(RECORDS FOR THIS TASK begins)

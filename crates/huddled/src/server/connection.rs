//! Connection handler for individual client connections.
//!
//! Each accepted socket gets a `ConnectionHandler` that:
//! - Creates the session and registers it under the remote address
//! - Spawns the writer task (outbox -> socket) and the watchdog task
//! - Runs the reader loop (socket -> parse -> dispatch -> liveness ping)
//! - Returns once all three have finished
//!
//! Read errors and end-of-stream take the session offline. Write errors
//! and write timeouts are fatal to this session only.

use std::sync::Arc;
use std::time::Duration;

use tokio::io::{
    AsyncBufRead, AsyncBufReadExt, AsyncReadExt, AsyncWrite, AsyncWriteExt, BufReader, BufWriter,
};
use tokio::net::tcp::OwnedReadHalf;
use tokio::net::TcpStream;
use tokio::time::timeout;
use tokio_util::sync::CancellationToken;
use tracing::{debug, warn};

use huddle_protocol::{Command, Notice};

use super::outbox::OutboxReceiver;
use super::session::{DisconnectReason, Session, SessionId};
use super::watchdog::run_watchdog;
use crate::hub::Hub;

/// Chunk size used while discarding the tail of an oversized line.
const DISCARD_CHUNK: u64 = 4096;

/// Handles one accepted connection from start to finish.
pub struct ConnectionHandler {
    stream: TcpStream,
    address: String,
    hub: Hub,
    shutdown: CancellationToken,
    session_id: SessionId,
}

impl ConnectionHandler {
    /// Creates a handler.
    ///
    /// # Arguments
    ///
    /// * `stream` - The accepted socket
    /// * `address` - Remote endpoint string, also the session's initial name
    /// * `hub` - Shared routing context
    /// * `shutdown` - Server-wide cancellation token
    /// * `session_id` - Unique number for this connection
    pub fn new(
        stream: TcpStream,
        address: String,
        hub: Hub,
        shutdown: CancellationToken,
        session_id: SessionId,
    ) -> Self {
        Self {
            stream,
            address,
            hub,
            shutdown,
            session_id,
        }
    }

    /// Runs the session until it is closed and its socket released.
    pub async fn run(self) {
        let Self {
            stream,
            address,
            hub,
            shutdown,
            session_id,
        } = self;

        debug!(session_id, address = %address, "Client connected");

        let (read_half, write_half) = stream.into_split();
        let (session, channels) = Session::new(session_id, address, hub.config().outbox, &shutdown);

        if let Err(e) = hub.register(&session).await {
            warn!(session_id, error = %e, "Rejecting connection");
            let notice = Notice::NameTaken(session.address().to_string());
            reject(write_half, &notice.to_string(), hub.config().write_timeout).await;
            session.mark_closed();
            return;
        }

        let writer = tokio::spawn(run_writer(
            hub.clone(),
            Arc::clone(&session),
            channels.outbox,
            write_half,
        ));
        let watchdog = tokio::spawn(run_watchdog(
            hub.clone(),
            Arc::clone(&session),
            channels.liveness,
        ));

        run_reader(&hub, &session, read_half).await;

        let _ = writer.await;
        let _ = watchdog.await;
        debug!(session_id, "Connection finished");
    }
}

/// Result of reading one framed line.
#[derive(Debug)]
enum ReadLine {
    Line(String),
    TooLong,
    Eof,
}

/// Reads lines, dispatches them, and pings the watchdog after each one.
async fn run_reader(hub: &Hub, session: &Arc<Session>, read_half: OwnedReadHalf) {
    let mut reader = BufReader::new(read_half);
    let mut buf = Vec::new();
    let max = hub.config().max_line_length;

    loop {
        let read = tokio::select! {
            _ = session.closed() => {
                hub.disconnect(session, DisconnectReason::Shutdown).await;
                return;
            }
            read = read_line(&mut reader, &mut buf, max) => read,
        };

        match read {
            Ok(ReadLine::Line(line)) => {
                if let Some(command) = Command::parse(&line) {
                    hub.dispatch(session, command).await;
                }
            }
            Ok(ReadLine::TooLong) => {
                debug!(session_id = session.id(), max, "Discarded oversized line");
                hub.notify(session, Notice::LineTooLong { max }).await;
            }
            Ok(ReadLine::Eof) => {
                debug!(session_id = session.id(), "Client sent EOF");
                hub.disconnect(session, DisconnectReason::PeerClosed).await;
                return;
            }
            Err(e) => {
                debug!(session_id = session.id(), error = %e, "Read failed");
                hub.disconnect(session, DisconnectReason::ReadFailed).await;
                return;
            }
        }

        session.ping();
    }
}

/// Reads one newline-terminated line of at most `max` bytes.
///
/// The terminator (`\n`, or `\r\n`) is stripped. A final line without a
/// terminator is returned as-is before `Eof`. Invalid UTF-8 is replaced
/// rather than rejected.
async fn read_line<R>(reader: &mut R, buf: &mut Vec<u8>, max: usize) -> std::io::Result<ReadLine>
where
    R: AsyncBufRead + Unpin,
{
    buf.clear();

    // One byte of headroom so a line of exactly `max` bytes still fits with its '\n'
    let limit = max as u64 + 1;
    let read = (&mut *reader).take(limit).read_until(b'\n', buf).await?;

    if read == 0 {
        return Ok(ReadLine::Eof);
    }

    if buf.last() == Some(&b'\n') {
        buf.pop();
        if buf.last() == Some(&b'\r') {
            buf.pop();
        }
    } else if buf.len() as u64 >= limit {
        discard_rest(reader, buf).await?;
        return Ok(ReadLine::TooLong);
    }

    Ok(ReadLine::Line(String::from_utf8_lossy(buf).into_owned()))
}

/// Skips input up to and including the next newline.
async fn discard_rest<R>(reader: &mut R, buf: &mut Vec<u8>) -> std::io::Result<()>
where
    R: AsyncBufRead + Unpin,
{
    loop {
        buf.clear();
        let read = (&mut *reader)
            .take(DISCARD_CHUNK)
            .read_until(b'\n', buf)
            .await?;

        if read == 0 || buf.last() == Some(&b'\n') {
            return Ok(());
        }
    }
}

/// Drains the outbox onto the socket until the session closes.
///
/// On close, lines already queued are still written before the socket is
/// shut down. A failed or timed-out write tears the session down instead.
async fn run_writer<W>(hub: Hub, session: Arc<Session>, mut outbox: OutboxReceiver, write_half: W)
where
    W: AsyncWrite + Unpin,
{
    let mut writer = BufWriter::new(write_half);
    let write_timeout = hub.config().write_timeout;

    let healthy = loop {
        let line = tokio::select! {
            biased;
            line = outbox.recv() => line,
            _ = session.closed() => break true,
        };

        let Some(line) = line else {
            break true;
        };

        if let Err(e) = write_line(&mut writer, &line, write_timeout).await {
            warn!(session_id = session.id(), error = %e, "Write failed, closing session");
            break false;
        }
    };

    // Release producers blocked on a full outbox before anything else
    outbox.close();

    if healthy {
        while let Some(line) = outbox.try_recv() {
            if write_line(&mut writer, &line, write_timeout).await.is_err() {
                break;
            }
        }
    } else {
        hub.disconnect(&session, DisconnectReason::WriteFailed).await;
    }

    if let Err(e) = close_write(&mut writer, write_timeout).await {
        debug!(session_id = session.id(), error = %e, "Socket shutdown failed");
    }
    session.mark_closed();
    debug!(session_id = session.id(), "Writer stopped");
}

async fn write_line<W>(
    writer: &mut BufWriter<W>,
    line: &str,
    write_timeout: Duration,
) -> Result<(), ConnectionError>
where
    W: AsyncWrite + Unpin,
{
    match timeout(write_timeout, async {
        writer.write_all(line.as_bytes()).await?;
        writer.write_all(b"\n").await?;
        writer.flush().await?;
        Ok::<(), std::io::Error>(())
    })
    .await
    {
        Ok(Ok(())) => Ok(()),
        Ok(Err(e)) => Err(ConnectionError::Io(e.to_string())),
        Err(_) => Err(ConnectionError::WriteTimeout),
    }
}

/// Flushes what is left and closes the write side, giving up on a peer
/// that stops reading.
async fn close_write<W>(
    writer: &mut BufWriter<W>,
    write_timeout: Duration,
) -> Result<(), ConnectionError>
where
    W: AsyncWrite + Unpin,
{
    match timeout(write_timeout, writer.shutdown()).await {
        Ok(Ok(())) => Ok(()),
        Ok(Err(e)) => Err(ConnectionError::Io(e.to_string())),
        Err(_) => Err(ConnectionError::WriteTimeout),
    }
}

/// Sends a final bare notice to a connection that never went online.
async fn reject<W>(write_half: W, reason: &str, write_timeout: Duration)
where
    W: AsyncWrite + Unpin,
{
    let mut writer = BufWriter::new(write_half);
    if let Err(e) = write_line(&mut writer, reason, write_timeout).await {
        debug!(error = %e, "Failed to send rejection");
    }
    let _ = close_write(&mut writer, write_timeout).await;
}

/// Errors local to one connection.
#[derive(Debug, thiserror::Error)]
pub enum ConnectionError {
    #[error("I/O error: {0}")]
    Io(String),

    #[error("Write timeout")]
    WriteTimeout,
}

#[cfg(test)]
mod tests {
    use super::*;
    use std::io;
    use std::pin::Pin;
    use std::task::{Context, Poll};

    use crate::config::ServerConfig;
    use crate::server::SessionState;
    use crate::testing::{online, test_hub};

    /// A socket whose every write fails.
    struct BrokenPipe;

    impl AsyncWrite for BrokenPipe {
        fn poll_write(
            self: Pin<&mut Self>,
            _cx: &mut Context<'_>,
            _buf: &[u8],
        ) -> Poll<io::Result<usize>> {
            Poll::Ready(Err(io::ErrorKind::BrokenPipe.into()))
        }

        fn poll_flush(self: Pin<&mut Self>, _cx: &mut Context<'_>) -> Poll<io::Result<()>> {
            Poll::Ready(Err(io::ErrorKind::BrokenPipe.into()))
        }

        fn poll_shutdown(self: Pin<&mut Self>, _cx: &mut Context<'_>) -> Poll<io::Result<()>> {
            Poll::Ready(Ok(()))
        }
    }

    async fn lines(input: &[u8], max: usize) -> Vec<String> {
        let mut reader = BufReader::new(input);
        let mut buf = Vec::new();
        let mut out = Vec::new();
        loop {
            match read_line(&mut reader, &mut buf, max).await.unwrap() {
                ReadLine::Line(line) => out.push(line),
                ReadLine::TooLong => out.push("<too long>".to_string()),
                ReadLine::Eof => return out,
            }
        }
    }

    #[tokio::test]
    async fn test_read_line_strips_terminators() {
        assert_eq!(
            lines(b"hello\nwho\r\n\nlast", 64).await,
            vec!["hello", "who", "", "last"]
        );
    }

    #[tokio::test]
    async fn test_read_line_exact_limit_fits() {
        assert_eq!(lines(b"abcd\nabcde\n", 4).await, vec!["abcd", "<too long>"]);
    }

    #[tokio::test]
    async fn test_read_line_recovers_after_oversized_line() {
        let mut input = vec![b'x'; 10_000];
        input.extend_from_slice(b"\nnext\n");
        assert_eq!(lines(&input, 16).await, vec!["<too long>", "next"]);
    }

    #[tokio::test]
    async fn test_read_line_replaces_invalid_utf8() {
        assert_eq!(lines(b"a\xffb\n", 64).await, vec!["a\u{fffd}b"]);
    }

    #[tokio::test]
    async fn test_write_failure_tears_down_only_that_session() {
        let (hub, mut broadcaster) = test_hub(ServerConfig::default());
        let (broken, channels) = online(&hub, 1, "1.1.1.1:1").await;
        let (healthy, _healthy_channels) = online(&hub, 2, "2.2.2.2:2").await;
        while broadcaster.receiver.try_recv().is_ok() {}

        let writer = tokio::spawn(run_writer(
            hub.clone(),
            Arc::clone(&broken),
            channels.outbox,
            BrokenPipe,
        ));
        broken.push("hello".to_string()).await;
        writer.await.unwrap();

        assert_eq!(broken.state(), SessionState::Closed);
        assert!(hub.registry().lookup("1.1.1.1:1").await.is_none());
        assert_eq!(
            broadcaster.receiver.try_recv().unwrap(),
            "[1.1.1.1:1]1.1.1.1:1:offline"
        );

        // The rest of the server is untouched and still admits sessions
        assert!(healthy.is_online());
        let (_late, _late_channels) = online(&hub, 3, "3.3.3.3:3").await;
        assert_eq!(hub.registry().len().await, 2);
    }

    #[tokio::test(start_paused = true)]
    async fn test_write_timeout_counts_as_write_failure() {
        let config = ServerConfig {
            write_timeout: Duration::from_secs(1),
            ..Default::default()
        };
        let (hub, mut broadcaster) = test_hub(config);
        let (stalled, channels) = online(&hub, 1, "1.1.1.1:1").await;
        while broadcaster.receiver.try_recv().is_ok() {}

        // The peer never reads, so the one-byte pipe fills at once
        let (socket, _peer) = tokio::io::duplex(1);
        let writer = tokio::spawn(run_writer(
            hub.clone(),
            Arc::clone(&stalled),
            channels.outbox,
            socket,
        ));
        stalled.push("a line that will not fit".to_string()).await;
        writer.await.unwrap();

        assert!(stalled.is_closing());
        assert!(hub.registry().is_empty().await);
        assert_eq!(
            broadcaster.receiver.try_recv().unwrap(),
            "[1.1.1.1:1]1.1.1.1:1:offline"
        );
    }

    #[test]
    fn test_connection_error_display() {
        assert_eq!(ConnectionError::WriteTimeout.to_string(), "Write timeout");
        assert!(ConnectionError::Io("broken pipe".into())
            .to_string()
            .contains("broken pipe"));
    }
}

(RECORDS FOR THIS TASK ends)

→ WHAT THE TASK REQUIRES
Scan the records above for the word "Result" and return every line where it occurs.

→ OUTPUT BELOW
/// Result of reading one framed line.
async fn read_line<R>(reader: &mut R, buf: &mut Vec<u8>, max: usize) -> std::io::Result<ReadLine>
async fn discard_rest<R>(reader: &mut R, buf: &mut Vec<u8>) -> std::io::Result<()>
) -> Result<(), ConnectionError>
) -> Result<(), ConnectionError>
        ) -> Poll<io::Result<usize>> {
        fn poll_flush(self: Pin<&mut Self>, _cx: &mut Context<'_>) -> Poll<io::Result<()>> {
        fn poll_shutdown(self: Pin<&mut Self>, _cx: &mut Context<'_>) -> Poll<io::Result<()>> {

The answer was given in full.